§ Exercise details
Start with the first line of the records below. Output each line exactly, ending with the one that contains "collapse internal whitespace.".

Data records START

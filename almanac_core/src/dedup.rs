//! Content fingerprinting, confidence scoring and classification.
//!
//! Everything here is pure; callers do the repository lookups and pass the
//! matches in.

use std::collections::BTreeSet;

use chrono::{DateTime, Duration, SecondsFormat, Utc};
use sha2::{Digest, Sha256};

use crate::candidate::{correction_is_plausible, NormalizedCandidate, PlaceInput};
use crate::catalog::models::{Event, Place, Warning, WarningCode};
use crate::config::ValidationConfig;

const BASE_CONFIDENCE: f64 = 0.9;
const MISSING_FIELD_PENALTY: f64 = 0.2;
const FLAG_PENALTY: f64 = 0.1;

/// Case-fold, trim and collapse internal whitespace.
pub fn normalize_text(s: &str) -> String {
    s.split_whitespace()
        .collect::<Vec<_>>()
        .join(" ")
        .to_lowercase()
}

/// Venue identity for fingerprinting: place id, else normalized venue name,
/// else the virtual URL. Empty when the event has no location at all.
pub fn venue_key(venue: Option<&PlaceInput>, virtual_url: Option<&str>) -> String {
    if let Some(place) = venue {
        if let Some(id) = place.id.as_deref().map(str::trim).filter(|id| !id.is_empty()) {
            return id.to_string();
        }
        let name = normalize_text(&place.name);
        if !name.is_empty() {
            return name;
        }
    }
    virtual_url.map(|u| u.trim().to_string()).unwrap_or_default()
}

/// Lowercase hex SHA-256 over `name|venue|start`.
pub fn fingerprint(name: &str, start: DateTime<Utc>, venue_key: &str) -> String {
    let payload = format!(
        "{}|{}|{}",
        normalize_text(name),
        normalize_text(venue_key),
        start.to_rfc3339_opts(SecondsFormat::Secs, true)
    );
    sha256_hex(payload.as_bytes())
}

pub fn candidate_fingerprint(candidate: &NormalizedCandidate) -> String {
    let venue = venue_key(candidate.venue.as_ref(), candidate.virtual_url.as_deref());
    fingerprint(&candidate.name, candidate.start, &venue)
}

/// Fingerprint of a stored event, for when its name, start or venue change
/// after ingestion.
pub fn event_fingerprint(event: &Event, venue: Option<&Place>) -> Option<String> {
    let start = event.starts_at()?;
    let venue_key = match venue {
        Some(place) => place
            .federation_uri
            .clone()
            .unwrap_or_else(|| normalize_text(&place.name)),
        None => event.virtual_url.clone().unwrap_or_default(),
    };
    Some(fingerprint(&event.name, start, &venue_key))
}

pub fn sha256_hex(bytes: &[u8]) -> String {
    let digest = Sha256::digest(bytes);
    let mut out = String::with_capacity(digest.len() * 2);
    for b in digest {
        use std::fmt::Write;
        let _ = write!(&mut out, "{:02x}", b);
    }
    out
}

#[derive(Debug, Clone, PartialEq)]
pub struct Assessment {
    pub confidence: f64,
    pub warnings: Vec<Warning>,
}

impl Assessment {
    pub fn codes(&self) -> BTreeSet<WarningCode> {
        warning_codes(&self.warnings)
    }
}

pub fn warning_codes(warnings: &[Warning]) -> BTreeSet<WarningCode> {
    warnings.iter().map(|w| w.code).collect()
}

/// Structural checks against the validation policy.
pub fn assess(
    candidate: &NormalizedCandidate,
    policy: &ValidationConfig,
    now: DateTime<Utc>,
) -> Assessment {
    let mut warnings = Vec::new();
    let mut confidence = BASE_CONFIDENCE;

    if policy.require_description && candidate.description.is_none() {
        confidence -= MISSING_FIELD_PENALTY;
        warnings.push(Warning::new(
            "description",
            WarningCode::MissingDescription,
            "Event has no description",
        ));
    }

    if policy.require_image && candidate.image.is_none() {
        confidence -= MISSING_FIELD_PENALTY;
        warnings.push(Warning::new(
            "image",
            WarningCode::MissingImage,
            "Event has no image and the active policy requires one",
        ));
    }

    // An out-of-range horizon (policy never validated) means no limit.
    let horizon = Duration::try_days(policy.max_future_days)
        .and_then(|window| now.checked_add_signed(window));
    if horizon.is_some_and(|limit| candidate.start > limit) {
        confidence -= MISSING_FIELD_PENALTY;
        warnings.push(Warning::new(
            "startDate",
            WarningCode::TooFarFuture,
            format!(
                "Event starts more than {} days from now",
                policy.max_future_days
            ),
        ));
    }

    match (&candidate.venue, &candidate.virtual_url) {
        (None, None) => {
            confidence -= MISSING_FIELD_PENALTY;
            warnings.push(Warning::new(
                "location",
                WarningCode::MissingLocation,
                "Event has neither a venue nor a virtual location",
            ));
        }
        (Some(place), _)
            if policy.require_venue_locality && place.id.is_none() && !place.has_address() =>
        {
            confidence -= FLAG_PENALTY;
            warnings.push(Warning::new(
                "location",
                WarningCode::AmbiguousVenue,
                format!("Venue \"{}\" has no address or locality", place.name),
            ));
        }
        _ => {}
    }

    let mut flagged = false;
    if let Some(correction) = &candidate.date_correction {
        flagged = true;
        let gap = candidate.start - correction.original_end;
        if correction_is_plausible(candidate.start, correction) {
            warnings.push(Warning::new(
                "endDate",
                WarningCode::ReversedDatesTimezoneLikely,
                format!(
                    "endDate was {}m before startDate; auto-corrected as a likely timezone error",
                    gap.num_minutes()
                ),
            ));
        } else {
            warnings.push(Warning::new(
                "endDate",
                WarningCode::ReversedDatesCorrectedNeedsReview,
                format!(
                    "endDate was {}m before startDate; auto-corrected but needs review",
                    gap.num_minutes()
                ),
            ));
        }
    } else if let Some(end) = candidate.end.filter(|end| *end < candidate.start) {
        flagged = true;
        warnings.push(Warning::new(
            "endDate",
            WarningCode::ReversedDates,
            format!(
                "endDate is {}m before startDate",
                (candidate.start - end).num_minutes()
            ),
        ));
    }
    if flagged {
        confidence -= FLAG_PENALTY;
    }

    let confidence = round2(confidence.clamp(0.0, 1.0));
    if confidence < policy.review_threshold {
        warnings.push(Warning::new(
            "event",
            WarningCode::LowConfidence,
            format!(
                "Event has low data quality score ({:.0}%)",
                confidence * 100.0
            ),
        ));
    }

    Assessment {
        confidence,
        warnings,
    }
}

fn round2(v: f64) -> f64 {
    (v * 100.0).round() / 100.0
}

#[derive(Debug, Clone, PartialEq)]
pub enum Classification {
    NewEvent,
    DuplicateOf(String),
    NeedsReview {
        warnings: Vec<Warning>,
        confidence: f64,
    },
}

/// Source identity beats fingerprint; any match beats review.
pub fn classify(
    source_match: Option<&Event>,
    fingerprint_match: Option<&Event>,
    assessment: &Assessment,
    policy: &ValidationConfig,
) -> Classification {
    if let Some(existing) = source_match.or(fingerprint_match) {
        return Classification::DuplicateOf(existing.id.clone());
    }
    if !assessment.warnings.is_empty() || assessment.confidence < policy.review_threshold {
        return Classification::NeedsReview {
            warnings: assessment.warnings.clone(),
            confidence: assessment.confidence,
        };
    }
    Classification::NewEvent
}
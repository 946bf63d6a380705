//! Ingestion, moderation and federation sync for a shared event catalog.
//!
//! Submissions arrive from direct clients, scrapers and peer nodes. Every
//! entry point goes through the same dedup and idempotency machinery and
//! persists through the [`catalog::CatalogStore`] trait.

pub mod candidate;
pub mod catalog;
pub mod config;
pub mod dedup;
pub mod error;
pub mod federation;
pub mod idempotency;
pub mod ingest;
pub mod lifecycle;
pub mod models;
pub mod o11y;
pub mod retention;
pub mod review;

pub use error::{Error, Result};
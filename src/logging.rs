use std::sync::Once;

use env_logger::{Builder, Env};
use log::LevelFilter;

static RUST_LOG_ONCE: Once = Once::new();

/// Parse a textual level such as `"debug"`; `None` or garbage yields `None`.
pub fn parse_level(input: Option<&str>) -> Option<LevelFilter> {
    input.and_then(|s| s.parse::<LevelFilter>().ok())
}

/// Initialize logging (stderr formatter) based on `DZE_LOG`/`RUST_LOG`.
pub fn init_logging() {
    init_logging_with(None);
}

/// Initialize logging with an explicit level that wins over the environment.
/// Safe to call multiple times; only the first call installs the logger.
pub fn init_logging_with(level: Option<LevelFilter>) {
    RUST_LOG_ONCE.call_once(|| {
        builder(level)
            .format_timestamp_millis()
            .format_module_path(true)
            .format_target(true)
            .init();
    });
}

/// An explicit level or `DZE_LOG` sets one global level; otherwise `RUST_LOG`
/// is read as a full filter spec, defaulting to info.
fn builder(level: Option<LevelFilter>) -> Builder {
    let level = level.or_else(|| parse_level(std::env::var("DZE_LOG").ok().as_deref()));
    match level {
        Some(level) => {
            let mut builder = Builder::new();
            builder.filter_level(level);
            builder
        }
        None => Builder::from_env(Env::default().default_filter_or("info")),
    }
}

Data records END

§ Answer below
filename almanac_core/src/dedup.rs
//! Content fingerprinting, confidence scoring and classification.
//!
//! Everything here is pure; callers do the repository lookups and pass the
//! matches in.

use std::collections::BTreeSet;

use chrono::{DateTime, Duration, SecondsFormat, Utc};
use sha2::{Digest, Sha256};

use crate::candidate::{correction_is_plausible, NormalizedCandidate, PlaceInput};
use crate::catalog::models::{Event, Place, Warning, WarningCode};
use crate::config::ValidationConfig;

const BASE_CONFIDENCE: f64 = 0.9;
const MISSING_FIELD_PENALTY: f64 = 0.2;
const FLAG_PENALTY: f64 = 0.1;

/// Case-fold, trim and collapse internal whitespace.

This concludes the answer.